Kembali ke musholla di dekat rumah saya untuk mengikuti shalat berjamaah dan kajian-kajian islam. Saya terus berusaha untuk konsisten menjalankan shalat Maghrib, Isya dan Subuh berjamaah di musholla meskipun ada beberapa benturan pemahaman, terutama yang berkaitan dengan pemahaman jihad, yang menurut saya berlebihan. Pada saat itu di Indonesia marak pengeboman atas nama islam. Sulit bagi nalar saya untuk menerima dalam setiap diskusi dengan orang yang menyetujui tindakan mereka dengan dalih jihad terhadap kesombongan barat namun yang menjadi korban adalah orang-orang islam juga. Pintu hidayah akhirnya terbuka di musholla ini. Dimulai dengan pengisian majelis ilmu oleh ustadz baru dengan manhaj salaf. Kesederhanaannya menutupi saratnya ilmu yang dia miliki. Di awal-awal kajian, saya (dan juga jamaah yang lain) menanyakan berbagai macam permasalahan dari berbagai variasi pemahaman jamaah saat itu. Ketenangannya dalam menjawab dengan dilandasi oleh dalil-dalil yang sahih sehingga nalar mampu mencerna dan menerima pendekatannya. Semakin sering mengikuti kajian-kajiannya, semakin saya merasakan kenyamanan dalam beribadah, semakin yakin dengan jalan yang saya tempuh, dan semakin nalar ini menerima metodologinya dalam memahami islam. Akal dioptimalkan untuk membenarkan dalil melalui manhaj (metodologi) salaf, yaitu memahami dalil yang bersumber dari Al Qur’an dan Assunnah sesuai dengan pemahaman sahabat, tabiin, tabiit tabiin dan ulama-ulama shalih sebelumnya (salafush shalih). Metodologi yang sangat sulit untuk terbantahkan dari sisi akademis metodologi penelitian ilmiah.

Beragam Reaksi.

Beragam reaksi bagi dari kerabat maupun teman saya saat saya katakan bahwa pencarian saya terhadap manhaj (metodologi) dalam memahami islam sudah final.
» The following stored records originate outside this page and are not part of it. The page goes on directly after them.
//! Domain-specific errors for the install pipeline.

use thiserror::Error;

use crate::io::download::DownloadError;
use crate::io::extract::ExtractError;

#[derive(Error, Debug)]
pub enum SetupError {
    #[error("invalid version {0:?}: expected the major.minor.patch.revision format")]
    InvalidVersion(String),

    #[error("unsupported platform for {artifact}: {platform}")]
    UnsupportedPlatform {
        artifact: &'static str,
        platform: String,
    },

    #[error("{label} {version} is not downloadable using URL: {url}")]
    NotDownloadable {
        label: &'static str,
        version: String,
        url: String,
    },

    #[error("failed to find a downloadable Vulkan runtime version after {attempts} attempts")]
    RuntimeExhausted { attempts: u32 },

    #[error("unable to retrieve {what} from {url}")]
    Registry { what: &'static str, url: String },

    #[error("no available versions found")]
    NoAvailableVersions,

    #[error("download failed: {0}")]
    Download(#[from] DownloadError),

    #[error("extraction failed: {0}")]
    Extract(#[from] ExtractError),

    #[error("HTTP error: {0}")]
    Http(#[from] reqwest::Error),

    #[error("IO error: {0}")]
    Io(#[from] std::io::Error),

    #[error("{0}")]
    Other(String),
}

impl From<anyhow::Error> for SetupError {
    fn from(err: anyhow::Error) -> Self {
        Self::Other(err.to_string())
    }
}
Beberapa pertanyaan dan argumentasi yang mereka sampaikan, antara lain :

Saya telah mendoktrin keluarga saya secara kaku, tidak memberi ruang kepada mereka untuk mengembangkan kemampuan berfikirnya, tidak mencoba memberikan ruang komparasi terhadap pemahaman lain, dan menyesalkan arogansi saya bahwa kebenaran seolah-olah hanya kepada pemahaman yang ada di benak saya sekarang. Saya jawab bahwa saya ingin memberikan pemahaman yang benar terhadap keluarga saya terlebih dahulu sebelum masuk ke lingkungan yang lebih luas, karena saya menginginkan paling tidak di lingkungan keluarga saya selamat dari ancaman siksa neraka. Saya ingin menggiring mereka ke jalan yang orang-orang yang selamat (firqatun najiyah). Saya katakan tidak benar bahwa saya membatasi argumentasi, tidak benar bahwa saya arogan merasa benar sendiri, dan tidak benar pula bahwa saya merasa bahwa sayalah yang menentukan jalan yang harus mereka ambil. Kewajiban saya untuk mempersiapkan koridor awal sebagai benteng akidah mereka ketimbang mereka harus liar mencari-cari pemahaman tanpa modal pemahaman sebelumnya. Saya katakan kepada teman-teman saya yang liberal, bahwa bohong besar kalau dikatakan bahwa harus melepaskan atribut-atribut tertentu agar keluarga bisa mensintesis suatu kebenaran yang hakiki (kalaupun benar hanya ada di teori yang tidak pernah terbukti di dunia nyata). Yang saya lakukan adalah hal yang manusiawi, dimana insting semua manusia akan melakukan hal yang sama dengan saya.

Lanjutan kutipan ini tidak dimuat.